Prepare for the sustainable reporting directive (CSRD)

How does your business impact the world? As of 2024, many businesses will have to answer that question by filing a required sustainability report. In it, you demonstrate your efforts to run your business in a sustainable and responsible manner. The report is a requisite under the Corporate Sustainability Reporting Directive (CSRD), which was adopted by the EU in 2021. How will the CSRD affect your business, and how should you prepare?

Running your business sustainably is no longer a nice-to-have. Customers increasingly want to know how a product was made, and governments want to battle climate change. The CSRD is a European directive that requires large companies to make sustainability reports from 2024. Listed SMEs will have to comply with the CSRD from 2026 and unlisted SMEs will follow after that. Still, as an SME, it is smart to prepare for the CSRD earlier. For instance, if you collaborate with other parties or suppliers who already have to comply with the new directive.

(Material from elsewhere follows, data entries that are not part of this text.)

//! Typed table definitions layered over raw sled trees.

use std::fmt::Debug;

use borsh::{BorshDeserialize, BorshSerialize};
use custody_bridge_types::RequestHash;
use custody_primitives::Address;
use thiserror::Error;

#[derive(Debug, Error)]
pub enum CodecError {
    /// Unable to decode a key because it has a different length than expected.
    #[error("invalid key length: expected {expected}, got {got}")]
    InvalidLength { expected: usize, got: usize },

    #[error("failed to (de)serialize {schema}: {source}")]
    Serialization {
        schema: &'static str,
        #[source]
        source: std::io::Error,
    },
}

pub(crate) type CodecResult<T> = Result<T, CodecError>;

/// A sled tree with fixed key and value types.
pub(crate) trait Schema: Debug + Send + Sync + Sized {
    const TREE_NAME: &'static str;

    type Key: KeyCodec;
    type Value: ValueCodec<Self>;
}

/// Keys must encode so that byte order matches the logical order.
pub(crate) trait KeyCodec: Sized {
    fn encode_key(&self) -> CodecResult<Vec<u8>>;
    fn decode_key(buf: &[u8]) -> CodecResult<Self>;
}

pub(crate) trait ValueCodec<S: Schema>: Sized {
    fn encode_value(&self) -> CodecResult<Vec<u8>>;
    fn decode_value(buf: &[u8]) -> CodecResult<Self>;
}

impl KeyCodec for u64 {
    fn encode_key(&self) -> CodecResult<Vec<u8>> {
        Ok(self.to_be_bytes().to_vec())
    }

    fn decode_key(buf: &[u8]) -> CodecResult<Self> {
        let arr: [u8; 8] = buf.try_into().map_err(|_| CodecError::InvalidLength {
            expected: 8,
            got: buf.len(),
        })?;
        Ok(u64::from_be_bytes(arr))
    }
}

/// Singleton tables hold one row under a fixed key.
impl KeyCodec for () {
    fn encode_key(&self) -> CodecResult<Vec<u8>> {
        Ok(vec![0])
    }

    fn decode_key(buf: &[u8]) -> CodecResult<Self> {
        if buf.len() != 1 {
            return Err(CodecError::InvalidLength {
                expected: 1,
                got: buf.len(),
            });
        }
        Ok(())
    }
}

macro_rules! impl_fixed_borsh_key {
    ($ty:ty, $len:expr) => {
        impl KeyCodec for $ty {
            fn encode_key(&self) -> CodecResult<Vec<u8>> {
                borsh::to_vec(self).map_err(|source| CodecError::Serialization {
                    schema: stringify!($ty),
                    source,
                })
            }

            fn decode_key(buf: &[u8]) -> CodecResult<Self> {
                if buf.len() != $len {
                    return Err(CodecError::InvalidLength {
                        expected: $len,
                        got: buf.len(),
                    });
                }
                BorshDeserialize::try_from_slice(buf).map_err(|source| {
                    CodecError::Serialization {
                        schema: stringify!($ty),
                        source,
                    }
                })
            }
        }
    };
}

// Fixed-width byte arrays, so borsh output is the raw bytes.
impl_fixed_borsh_key!(Address, 20);
impl_fixed_borsh_key!((Address, Address), 40);
impl_fixed_borsh_key!(RequestHash, 32);

/// Values are borsh encoded.
impl<S, T> ValueCodec<S> for T
where
    S: Schema,
    T: BorshSerialize + BorshDeserialize,
{
    fn encode_value(&self) -> CodecResult<Vec<u8>> {
        borsh::to_vec(self).map_err(|source| CodecError::Serialization {
            schema: S::TREE_NAME,
            source,
        })
    }

    fn decode_value(buf: &[u8]) -> CodecResult<Self> {
        BorshDeserialize::try_from_slice(buf).map_err(|source| CodecError::Serialization {
            schema: S::TREE_NAME,
            source,
        })
    }
}

#[cfg(test)]
mod tests {
    use super::*;

    #[test]
    fn test_u64_keys_sort_numerically() {
        let a = 255u64.encode_key().unwrap();
        let b = 256u64.encode_key().unwrap();
        assert!(a < b);
        assert_eq!(u64::decode_key(&b).unwrap(), 256);
    }

    #[test]
    fn test_key_length_checked() {
        assert!(matches!(
            u64::decode_key(&[0; 3]),
            Err(CodecError::InvalidLength {
                expected: 8,
                got: 3
            })
        ));
        assert!(Address::decode_key(&[0; 19]).is_err());
    }

    #[test]
    fn test_pair_key() {
        let key = (Address::repeat_byte(1), Address::repeat_byte(2));
        let enc = key.encode_key().unwrap();
        assert_eq!(enc.len(), 40);
        assert_eq!(<(Address, Address)>::decode_key(&enc).unwrap(), key);
    }
}
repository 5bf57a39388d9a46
//! Database interfaces for the custody bridge.

pub mod errors;
pub mod traits;

pub use errors::DbError;
pub use traits::BridgeDatabase;

pub type DbResult<T> = Result<T, DbError>;
use std::{
    fs, io,
    path::{Path, PathBuf},
};

use custody_state::GenesisParams;
use serde::{Deserialize, Serialize};
use thiserror::Error;

/// Default value for `datadir` in [`ClientConfig`].
const DEFAULT_DATADIR: &str = "custody-data";

/// Default DB retry count.
const DEFAULT_DB_RETRY_COUNT: u16 = 3;

/// Default DB retry delay in ms.
const DEFAULT_DB_RETRY_DELAY: u64 = 200;

#[derive(Debug, Error)]
pub enum ConfigError {
    #[error("failed to read config file {path}: {source}")]
    Read {
        path: PathBuf,
        #[source]
        source: io::Error,
    },

    #[error("invalid config: {0}")]
    Parse(#[from] toml::de::Error),
}

#[derive(Debug, Clone, PartialEq, Eq, Serialize, Deserialize)]
pub struct ClientConfig {
    /// The data directory where database contents reside.
    #[serde(default = "default_datadir")]
    pub datadir: PathBuf,

    /// For optimistic transactions, how many times to retry if a write fails.
    #[serde(default = "default_db_retry_count")]
    pub db_retry_count: u16,

    /// Db retry delay in ms.
    #[serde(default = "default_db_retry_delay")]
    pub db_retry_delay_ms: u64,
}

impl Default for ClientConfig {
    fn default() -> Self {
        Self {
            datadir: default_datadir(),
            db_retry_count: default_db_retry_count(),
            db_retry_delay_ms: default_db_retry_delay(),
        }
    }
}

fn default_datadir() -> PathBuf {
    DEFAULT_DATADIR.into()
}

fn default_db_retry_count() -> u16 {
    DEFAULT_DB_RETRY_COUNT
}

fn default_db_retry_delay() -> u64 {
    DEFAULT_DB_RETRY_DELAY
}

/// Logging configuration
#[derive(Debug, Clone, PartialEq, Eq, Serialize, Deserialize, Default)]
pub struct LoggingConfig {
    /// Service label to append to the service name (e.g., "prod", "dev").
    #[serde(skip_serializing_if = "Option::is_none")]
    pub service_label: Option<String>,

    /// Level directive such as "debug" or "info,custody_stf=trace".
    /// `RUST_LOG` takes precedence.
    #[serde(skip_serializing_if = "Option::is_none")]
    pub level: Option<String>,

    /// Directory path for file-based logging.
    #[serde(skip_serializing_if = "Option::is_none")]
    pub log_dir: Option<PathBuf>,

    /// Prefix for log file names.
    #[serde(skip_serializing_if = "Option::is_none")]
    pub log_file_prefix: Option<String>,

    /// File rotation: minutely, hourly, daily or never.
    #[serde(skip_serializing_if = "Option::is_none")]
    pub log_rotation: Option<String>,

    /// Use JSON format for logs instead of compact format.
    #[serde(skip_serializing_if = "Option::is_none")]
    pub json_format: Option<bool>,
}

#[derive(Debug, Clone, Serialize, Deserialize)]
pub struct Config {
    #[serde(default)]
    pub client: ClientConfig,

    /// Initial principals and token metadata. Only read by `init-genesis`.
    #[serde(skip_serializing_if = "Option::is_none")]
    pub genesis: Option<GenesisParams>,

    /// Logging configuration (optional section in TOML).
    #[serde(default)]
    pub logging: LoggingConfig,
}

impl Config {
    pub fn from_toml_str(s: &str) -> Result<Self, ConfigError> {
        Ok(toml::from_str(s)?)
    }

    pub fn load(path: &Path) -> Result<Self, ConfigError> {
        let contents = fs::read_to_string(path).map_err(|source| ConfigError::Read {
            path: path.to_path_buf(),
            source,
        })?;
        Self::from_toml_str(&contents)
    }
}
//! Error reporting shared by command line tools.

pub mod errors;
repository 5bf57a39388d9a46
//! Subcommand handlers.

pub(crate) mod genesis;
pub(crate) mod logs;
pub(crate) mod members;
pub(crate) mod requests;
pub(crate) mod submit;

use custody_bridge_worker::{BridgeHost, HostError};
use custody_cli_common::errors::{DisplayableError, DisplayedError};
use custody_db_store_sled::BridgeDBSled;
use custody_state::BridgeState;

pub(crate) type SledHost = BridgeHost<BridgeDBSled>;

/// Runs `f` against the current state, mapping a missing genesis to a user
/// error.
pub(crate) fn read_state<R>(
    host: &SledHost,
    f: impl FnOnce(&BridgeState) -> R,
) -> Result<R, DisplayedError> {
    match host.with_state(f) {
        Err(HostError::NotInitialized) => Err(DisplayedError::user(
            "bridge is not initialized, run init-genesis first",
            HostError::NotInitialized,
        )),
        res => res.internal_error("Failed to read bridge state"),
    }
}
//! Typed views over sled trees, inside and outside transactions.

use std::marker::PhantomData;

use custody_db_types::{DbError, DbResult};
use sled::transaction::{
    ConflictableTransactionError, ConflictableTransactionResult, TransactionalTree,
};

use crate::schema::{CodecError, KeyCodec, Schema, ValueCodec};

pub(crate) type TxResult<T> = ConflictableTransactionResult<T, DbError>;

pub(crate) fn codec_err(e: CodecError) -> DbError {
    DbError::CodecError(e.to_string())
}

pub(crate) fn sled_err(e: sled::Error) -> DbError {
    DbError::Storage(e.to_string())
}

pub(crate) fn tx_abort(e: DbError) -> ConflictableTransactionError<DbError> {
    ConflictableTransactionError::Abort(e)
}

fn codec_abort(e: CodecError) -> ConflictableTransactionError<DbError> {
    tx_abort(codec_err(e))
}

#[derive(Debug, Clone)]
pub(crate) struct SledTree<S: Schema> {
    inner: sled::Tree,
    _pd: PhantomData<S>,
}

impl<S: Schema> SledTree<S> {
    pub(crate) fn open(db: &sled::Db) -> DbResult<Self> {
        Ok(Self {
            inner: db.open_tree(S::TREE_NAME).map_err(sled_err)?,
            _pd: PhantomData,
        })
    }

    pub(crate) fn raw(&self) -> &sled::Tree {
        &self.inner
    }

    pub(crate) fn get(&self, key: &S::Key) -> DbResult<Option<S::Value>> {
        let k = key.encode_key().map_err(codec_err)?;
        self.inner
            .get(k)
            .map_err(sled_err)?
            .map(|v| <S::Value as ValueCodec<S>>::decode_value(&v).map_err(codec_err))
            .transpose()
    }

    /// Key of the last entry in byte order.
    pub(crate) fn last_key(&self) -> DbResult<Option<S::Key>> {
        self.inner
            .last()
            .map_err(sled_err)?
            .map(|(k, _)| S::Key::decode_key(&k).map_err(codec_err))
            .transpose()
    }

    /// All entries in key order.
    pub(crate) fn iter(&self) -> impl Iterator<Item = DbResult<(S::Key, S::Value)>> + '_ {
        self.inner.iter().map(decode_entry::<S>)
    }

    /// Entries with keys at or after `start`, in key order.
    pub(crate) fn iter_from(
        &self,
        start: &S::Key,
    ) -> DbResult<impl Iterator<Item = DbResult<(S::Key, S::Value)>> + '_> {
        let k = start.encode_key().map_err(codec_err)?;
        Ok(self.inner.range(k..).map(decode_entry::<S>))
    }
}

fn decode_entry<S: Schema>(
    item: sled::Result<(sled::IVec, sled::IVec)>,
) -> DbResult<(S::Key, S::Value)> {
    let (k, v) = item.map_err(sled_err)?;
    let key = S::Key::decode_key(&k).map_err(codec_err)?;
    let value = <S::Value as ValueCodec<S>>::decode_value(&v).map_err(codec_err)?;
    Ok((key, value))
}

/// A tree as seen from inside a sled transaction.
pub(crate) struct TxTree<'a, S: Schema> {
    inner: &'a TransactionalTree,
    _pd: PhantomData<S>,
}

impl<'a, S: Schema> TxTree<'a, S> {
    pub(crate) fn new(inner: &'a TransactionalTree) -> Self {
        Self {
            inner,
            _pd: PhantomData,
        }
    }

    pub(crate) fn contains_key(&self, key: &S::Key) -> TxResult<bool> {
        let k = key.encode_key().map_err(codec_abort)?;
        Ok(self.inner.get(k)?.is_some())
    }

    pub(crate) fn insert(&self, key: &S::Key, value: &S::Value) -> TxResult<()> {
        let k = key.encode_key().map_err(codec_abort)?;
        let v = <S::Value as ValueCodec<S>>::encode_value(value).map_err(codec_abort)?;
        self.inner.insert(k, v)?;
        Ok(())
    }
}
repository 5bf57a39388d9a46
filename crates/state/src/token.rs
//! Wrapped token supply record.
//!
//! Balances and allowances live in their own tables, this is only the
//! singleton part of the token.

use borsh::{BorshDeserialize, BorshSerialize};
use custody_primitives::Address;
use serde::{Deserialize, Serialize};

#[derive(Clone, Debug, PartialEq, Eq, BorshSerialize, BorshDeserialize, Serialize, Deserialize)]
pub struct TokenState {
    address: Address,

    /// Only the owner may mint, burn and pause. This is the controller.
    owner: Address,

    name: String,
    symbol: String,
    decimals: u8,
    total_supply: u64,
    paused: bool,
}

impl TokenState {
    pub fn new(address: Address, owner: Address, name: String, symbol: String, decimals: u8) -> Self {
        Self {
            address,
            owner,
            name,
            symbol,
            decimals,
            total_supply: 0,
            paused: false,
        }
    }

    pub const fn address(&self) -> &Address {
        &self.address
    }

    pub const fn owner(&self) -> &Address {
        &self.owner
    }

    pub fn name(&self) -> &str {
        &self.name
    }

    pub fn symbol(&self) -> &str {
        &self.symbol
    }

    pub const fn decimals(&self) -> u8 {
        self.decimals
    }

    pub const fn total_supply(&self) -> u64 {
        self.total_supply
    }

    pub fn set_total_supply(&mut self, total_supply: u64) {
        self.total_supply = total_supply;
    }

    pub const fn paused(&self) -> bool {
        self.paused
    }

    pub fn set_paused(&mut self, paused: bool) {
        self.paused = paused;
    }
}
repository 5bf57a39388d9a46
//! Crate includes reusable utils for services that handle common behavior.
//! Such as initializing the tracing framework and whatever else.

pub mod logging;
//! End-to-end protocol scenarios run through the call envelope.

mod burn;
mod members;
mod pause;
mod properties;
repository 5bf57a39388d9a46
//! Bridge protocol: deposit address bindings and the mint and burn request
//! ledgers.
//!
//! Every transition looks a request up by hash and only proceeds if the
//! request is still pending and the hash recomputed from its stored fields
//! equals the presented one. The bridge acts toward the controller and token
//! as its own factory address.

mod bindings;
mod burn;
mod mint;

pub use bindings::{set_broker_deposit_address, set_custodian_deposit_address};
pub use burn::{burn, confirm_burn_request};
pub use mint::{
    add_mint_request, cancel_mint_request, confirm_mint_request, reject_mint_request,
};

use custody_bridge_types::{Request, RequestHash, RequestKind, MAX_REQUEST_STRING_LEN};
use custody_primitives::Address;
use custody_state::StateAccessor;

use crate::{
    context::CallContext,
    error::{AuthError, BridgeResult, StateError, ValidationError},
};

/// Identifies a newly created request.
#[derive(Copy, Clone, Debug, PartialEq, Eq)]
pub struct RequestReceipt {
    pub nonce: u64,
    pub request_hash: RequestHash,
}

fn ensure_custodian(state: &impl StateAccessor, ctx: &CallContext) -> BridgeResult<()> {
    if !state.members().is_custodian(ctx.sender()) {
        return Err(AuthError::NotCustodian(*ctx.sender()).into());
    }
    Ok(())
}

fn ensure_broker(state: &impl StateAccessor, ctx: &CallContext) -> BridgeResult<()> {
    if !state.members().is_broker(ctx.sender()) {
        return Err(AuthError::NotBroker(*ctx.sender()).into());
    }
    Ok(())
}

fn ensure_len(field: &'static str, value: &str) -> BridgeResult<()> {
    if value.len() > MAX_REQUEST_STRING_LEN {
        return Err(ValidationError::TooLong {
            field,
            max: MAX_REQUEST_STRING_LEN,
        }
        .into());
    }
    Ok(())
}

/// Resolves `hash` to a pending request, returning a copy of it.
fn get_pending_request(
    state: &impl StateAccessor,
    kind: RequestKind,
    hash: &RequestHash,
) -> BridgeResult<Request> {
    if hash.is_zero() {
        return Err(ValidationError::ZeroRequestHash.into());
    }

    let req = state
        .request_nonce_by_hash(kind, hash)
        .and_then(|nonce| state.get_request(kind, nonce))
        .ok_or(StateError::RequestNotFound)?;

    if !req.status().is_pending() {
        return Err(StateError::NotPending {
            nonce: req.nonce(),
            status: req.status(),
        }
        .into());
    }
    if req.compute_hash() != *hash {
        return Err(StateError::HashMismatch.into());
    }

    Ok(req.clone())
}

/// Appends a fresh pending request to a ledger and indexes its hash.
fn append_pending_request(
    state: &mut impl StateAccessor,
    kind: RequestKind,
    requester: Address,
    amount: u64,
    deposit_address: String,
    txid: String,
    timestamp: u64,
) -> (Request, RequestReceipt) {
    let nonce = state.request_count(kind);
    let req = Request::new_pending(requester, amount, deposit_address, txid, nonce, timestamp);
    let request_hash = req.compute_hash();

    state.append_request(kind, req.clone());
    state.index_request_hash(kind, request_hash, nonce);

    (
        req,
        RequestReceipt {
            nonce,
            request_hash,
        },
    )
}
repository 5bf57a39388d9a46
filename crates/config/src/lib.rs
//! Node configuration, loaded from TOML.

pub mod config;

pub use config::{ClientConfig, Config, ConfigError, LoggingConfig};
//! Pause interaction with the bridge.

use custody_state::StateAccessor;

use crate::{
    queries,
    test_utils::*,
    BridgeCall, BridgeError, ErrorKind, TokenError,
};

#[test]
fn test_pause_blocks_confirm_and_burn() {
    let mut h = TestHarness::new();
    h.setup_deposit_addresses(0);
    h.fund_broker(0, 50);
    h.approve_bridge(0, 50);
    let (nonce, hash) = h.add_mint_request(0, 10, "tx-paused");

    h.call(owner(), BridgeCall::Pause).unwrap();
    assert!(h.state.token().paused());

    let err = h
        .call(custodian(), BridgeCall::ConfirmMintRequest { request_hash: hash })
        .unwrap_err();
    assert_eq!(err.kind(), ErrorKind::Dependency);
    assert_eq!(err.root_cause(), &BridgeError::Token(TokenError::Paused));

    // Status rolled back together with the failed mint.
    let view = queries::get_mint_request(&h.state, nonce).unwrap();
    assert_eq!(view.status, "pending");
    assert_eq!(view.request_hash, hash);

    let err = h.call(broker(0), BridgeCall::Burn { amount: 5 }).unwrap_err();
    assert_eq!(err.kind(), ErrorKind::Dependency);
    assert_eq!(err.root_cause(), &BridgeError::Token(TokenError::Paused));
    assert_eq!(queries::get_burn_requests_length(&h.state), 0);
    assert_eq!(h.state.balance_of(&broker(0)), 50);

    // Adding requests does not touch the token and keeps working.
    h.add_mint_request(0, 1, "tx-while-paused");

    h.call(owner(), BridgeCall::Unpause).unwrap();
    h.call(custodian(), BridgeCall::ConfirmMintRequest { request_hash: hash })
        .unwrap();
    h.call_request(broker(0), BridgeCall::Burn { amount: 5 });
    assert_eq!(h.state.balance_of(&broker(0)), 55);
}

#[test]
fn test_pause_owner_only() {
    let mut h = TestHarness::new();
    let err = h.call(custodian(), BridgeCall::Pause).unwrap_err();
    assert_eq!(err.kind(), ErrorKind::Authorization);
    let err = h.call(owner(), BridgeCall::Unpause).unwrap_err();
    assert_eq!(err, BridgeError::Token(TokenError::NotPaused));
}

#[test]
fn test_paused_blocks_user_transfers() {
    let mut h = TestHarness::new();
    h.setup_deposit_addresses(0);
    h.fund_broker(0, 10);
    h.call(owner(), BridgeCall::Pause).unwrap();
    let err = h
        .call(
            broker(0),
            BridgeCall::Transfer {
                to: outsider(),
                amount: 1,
            },
        )
        .unwrap_err();
    assert_eq!(err, BridgeError::Token(TokenError::Paused));
}
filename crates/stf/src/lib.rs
//! Custody bridge state transition logic.
//!
//! ## Architecture
//!
//! - `members`: role registry (custodian, brokers)
//! - `token`: wrapped fungible token primitive
//! - `controller`: supply controller, the only path to mint and burn
//! - `factory`: bridge protocol, deposit bindings and request ledgers
//! - `queries`: read accessors
//! - `call`/`stf`: call envelope and atomic execution over a write batch

pub mod call;
pub mod context;
pub mod controller;
pub mod error;
pub mod factory;
pub mod members;
pub mod output;
pub mod queries;
mod stf;
pub mod token;

#[cfg(any(test, feature = "test_utils"))]
pub mod test_utils;

#[cfg(test)]
mod tests;

pub use call::{execute_call, BridgeCall, CallReturn};
pub use context::CallContext;
pub use error::{
    AuthError, BridgeError, BridgeResult, ErrorKind, StateError, TokenError, ValidationError,
};
pub use output::ExecOutput;
pub use stf::*;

The CSRD: when and for whom?

For companies that are now required to file a report under the Non-Financial Reporting Directive (NFRD), the obligation to file under the CSRD will take effect as of 1 January 2024. An important difference between the NFRD and the CSRD is that the CSRD will apply to many more companies than the current NFRD. From 2025, the sustainability report will also be required for large companies that do not have to report under the NFRD. A large company meets at least two of the following criteria:

  1. Over 250 employees
  2. Over €40 million annual turnover
  3. More than €20 million on the balance sheet

Sustainability reporting for SMEs

Listed companies will have to start filing CSRD reports from 1 January 2026. Bas de Gooijer, an adviser at De Duurzame Adviseurs, expects that non-listed companies will follow shortly afterwards. He advises businesses to start reading up on the directive so they are prepared. "If you provide services or products to a large company that is required to report, you will be dealing with the CSRD indirectly", explains De Gooijer. "Large companies will become much stricter in their supplier and service provider selection processes. They will have to, if they want to meet the requirements for the sustainability report."

There are also online tools, such as the CSR Risk Check, which you can use to check products and procurement.

What should I do as an SME?

How is your product made, transported and processed? "If you have a quiet hour in your business or you are busy with administration, write down on paper how your chain is put together," advises de Gooijer. Consider where your products come from, what materials are used, and how sustainably it is done. "Some questions you may not be able to answer yourself. Then ask your supplier or importer," de Gooijer advises.

CSRD: filing and checking

The CSRD regulation was adopted by the European Commission, and is now part of EU legislation. What the sustainability report should look like is determined on the basis of a number of standards: the European Sustainability Reporting Standards (ESRS). Through these standards, companies know exactly what sustainability information should be in the report. Such as information on pollution and employees. The ESRS ensures that everyone reports in the same way. This makes it easier to compare reports from different companies.

Companies have to submit the report in an online portal. The report is then audited. "In the Netherlands, it seems that accountants take on this checking role. They check the sustainability reports, just like they check the annual accounts," de Gooijer explains. He adds, "The CSRD actually says: healthy financial figures are indispensable, but healthy sustainablity figures are just as important."